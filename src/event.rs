//! Nostr event model, signing and the tag helpers used to walk transaction
//! threads.

use anyhow::{anyhow, Result};
use secp256k1::{schnorr::Signature, Keypair, Message, Secp256k1, SecretKey, XOnlyPublicKey};
use serde::{Deserialize, Serialize};
use sha2::{Digest, Sha256};

/// Regular ledger events (transaction starts, acknowledgements, outbounds).
pub const KIND_REGULAR: u32 = 1112;
/// NIP-57 zap request.
pub const KIND_ZAP_REQUEST: u32 = 9734;
/// NIP-57 zap receipt.
pub const KIND_ZAP_RECEIPT: u32 = 9735;

/// Wrapper for a Nostr tag expressed as an array of strings.
///
/// Tags appear as small arrays where the first element denotes the type and the
/// following elements hold data. The bridge relies on:
///
/// - `p` – participant public key (ledger first, counterpart second)
/// - `e` – causal reference to another event id
/// - `t` – transaction type such as `internal-transaction-ok`
/// - `bolt11` – encoded Lightning invoice
/// - `preimage` – proof of payment, encrypted to the counterpart
///
/// Keys are not unique; an event commonly carries two `p` tags.
#[derive(Debug, Clone, Serialize, Deserialize, PartialEq, Eq)]
pub struct Tag(pub Vec<String>);

impl Tag {
    /// Build a two element tag such as `["e", "<id>"]`.
    pub fn new(name: &str, value: impl Into<String>) -> Self {
        Tag(vec![name.to_string(), value.into()])
    }

    /// Tag name, the first element.
    pub fn name(&self) -> Option<&str> {
        self.0.first().map(String::as_str)
    }

    /// First value after the name.
    pub fn value(&self) -> Option<&str> {
        self.0.get(1).map(String::as_str)
    }
}

/// Signed Nostr event as exchanged with relays.
///
/// An event whose `sig` is empty is treated as unsigned; [`Keys::sign`] fills
/// in `pubkey`, `id` and `sig`.
///
/// ```json
/// {
///   "id": "aa11",
///   "pubkey": "8d55...",
///   "kind": 1112,
///   "created_at": 1700000000,
///   "tags": [["p", "c07b..."], ["p", "20cf..."], ["t", "internal-transaction-ok"]],
///   "content": "{\"tokens\":{\"BTC\":\"332000\"}}",
///   "sig": "deadbeef"
/// }
/// ```
#[derive(Debug, Clone, Serialize, Deserialize, PartialEq, Eq)]
pub struct Event {
    /// Event identifier (hex of SHA-256 hash).
    pub id: String,
    /// Author public key (hex, x-only).
    pub pubkey: String,
    /// Kind number, e.g. `1112` or `9735`.
    pub kind: u32,
    /// Unix timestamp of creation.
    pub created_at: u64,
    /// Ordered tags; names may repeat.
    pub tags: Vec<Tag>,
    /// Event content body.
    pub content: String,
    /// Schnorr signature over the event hash.
    #[serde(default)]
    pub sig: String,
}

impl Event {
    /// Start an unsigned event authored "now".
    pub fn unsigned(kind: u32, content: impl Into<String>, tags: Vec<Tag>) -> Self {
        Event {
            id: String::new(),
            pubkey: String::new(),
            kind,
            created_at: now_secs(),
            tags,
            content: content.into(),
            sig: String::new(),
        }
    }

    pub fn is_signed(&self) -> bool {
        !self.sig.is_empty() && !self.id.is_empty()
    }

    /// Value of the `n`-th (zero based) tag named `name`.
    pub fn nth_tag(&self, name: &str, n: usize) -> Option<&str> {
        self.nth_full_tag(name, n).and_then(Tag::value)
    }

    /// Value of the first tag named `name`.
    pub fn first_tag(&self, name: &str) -> Option<&str> {
        self.nth_tag(name, 0)
    }

    /// The full `n`-th tag named `name`, extra elements included.
    pub fn nth_full_tag(&self, name: &str, n: usize) -> Option<&Tag> {
        self.tags.iter().filter(|t| t.name() == Some(name)).nth(n)
    }
}

/// Seconds since the Unix epoch.
pub fn now_secs() -> u64 {
    std::time::SystemTime::now()
        .duration_since(std::time::UNIX_EPOCH)
        .map(|d| d.as_secs())
        .unwrap_or_default()
}

/// Recompute the Nostr event hash from its fields.
pub fn event_hash(ev: &Event) -> Result<[u8; 32]> {
    let arr = serde_json::json!([0, ev.pubkey, ev.created_at, ev.kind, ev.tags, ev.content]);
    let data = serde_json::to_vec(&arr)?;
    let hash = Sha256::digest(&data);
    Ok(hash.into())
}

/// Verify an event's ID and Schnorr signature.
pub fn verify_event(ev: &Event) -> Result<()> {
    let hash = event_hash(ev)?;
    let calc_id = hex::encode(hash);
    if calc_id != ev.id {
        return Err(anyhow!("id mismatch"));
    }
    let sig = Signature::from_slice(&hex::decode(&ev.sig)?)?;
    let pk = XOnlyPublicKey::from_slice(&hex::decode(&ev.pubkey)?)?;
    let secp = Secp256k1::verification_only();
    let msg = Message::from_digest_slice(&hash)?;
    secp.verify_schnorr(&sig, &msg, &pk)?;
    Ok(())
}

/// Service identity used to sign outgoing events.
#[derive(Clone)]
pub struct Keys {
    secret: SecretKey,
    keypair: Keypair,
    public_hex: String,
}

impl Keys {
    /// Load keys from a hex encoded 32 byte secret.
    pub fn from_hex(secret_hex: &str) -> Result<Self> {
        let bytes = hex::decode(secret_hex.trim())?;
        let secret = SecretKey::from_slice(&bytes)?;
        let secp = Secp256k1::new();
        let keypair = Keypair::from_secret_key(&secp, &secret);
        let public_hex = hex::encode(keypair.x_only_public_key().0.serialize());
        Ok(Self {
            secret,
            keypair,
            public_hex,
        })
    }

    /// Hex x-only public key.
    pub fn public_hex(&self) -> &str {
        &self.public_hex
    }

    pub(crate) fn secret(&self) -> &SecretKey {
        &self.secret
    }

    /// Stamp `ev` with this identity, compute its id and sign it.
    pub fn sign(&self, mut ev: Event) -> Result<Event> {
        ev.pubkey = self.public_hex.clone();
        let hash = event_hash(&ev)?;
        ev.id = hex::encode(hash);
        let secp = Secp256k1::new();
        let msg = Message::from_digest_slice(&hash)?;
        let sig = secp.sign_schnorr(&msg, &self.keypair);
        ev.sig = hex::encode(sig.as_ref());
        Ok(ev)
    }
}

impl std::fmt::Debug for Keys {
    fn fmt(&self, f: &mut std::fmt::Formatter<'_>) -> std::fmt::Result {
        f.debug_struct("Keys")
            .field("public", &self.public_hex)
            .finish_non_exhaustive()
    }
}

* Aim of the task
Exactly as they appear, please write out the lines from the opening of the listing above down to the line containing "pub fn new(name: &str, value: impl", with both end lines included.

* Expected output
filename src/event.rs
//! Nostr event model, signing and the tag helpers used to walk transaction
//! threads.

use anyhow::{anyhow, Result};
use secp256k1::{schnorr::Signature, Keypair, Message, Secp256k1, SecretKey, XOnlyPublicKey};
use serde::{Deserialize, Serialize};
use sha2::{Digest, Sha256};

/// Regular ledger events (transaction starts, acknowledgements, outbounds).
pub const KIND_REGULAR: u32 = 1112;
/// NIP-57 zap request.
pub const KIND_ZAP_REQUEST: u32 = 9734;
/// NIP-57 zap receipt.
pub const KIND_ZAP_RECEIPT: u32 = 9735;

/// Wrapper for a Nostr tag expressed as an array of strings.
///
/// Tags appear as small arrays where the first element denotes the type and the
/// following elements hold data. The bridge relies on:
///
/// - `p` – participant public key (ledger first, counterpart second)
/// - `e` – causal reference to another event id
/// - `t` – transaction type such as `internal-transaction-ok`
/// - `bolt11` – encoded Lightning invoice
/// - `preimage` – proof of payment, encrypted to the counterpart
///
/// Keys are not unique; an event commonly carries two `p` tags.
#[derive(Debug, Clone, Serialize, Deserialize, PartialEq, Eq)]
pub struct Tag(pub Vec<String>);

impl Tag {
    /// Build a two element tag such as `["e", "<id>"]`.
    pub fn new(name: &str, value: impl Into<String>) -> Self {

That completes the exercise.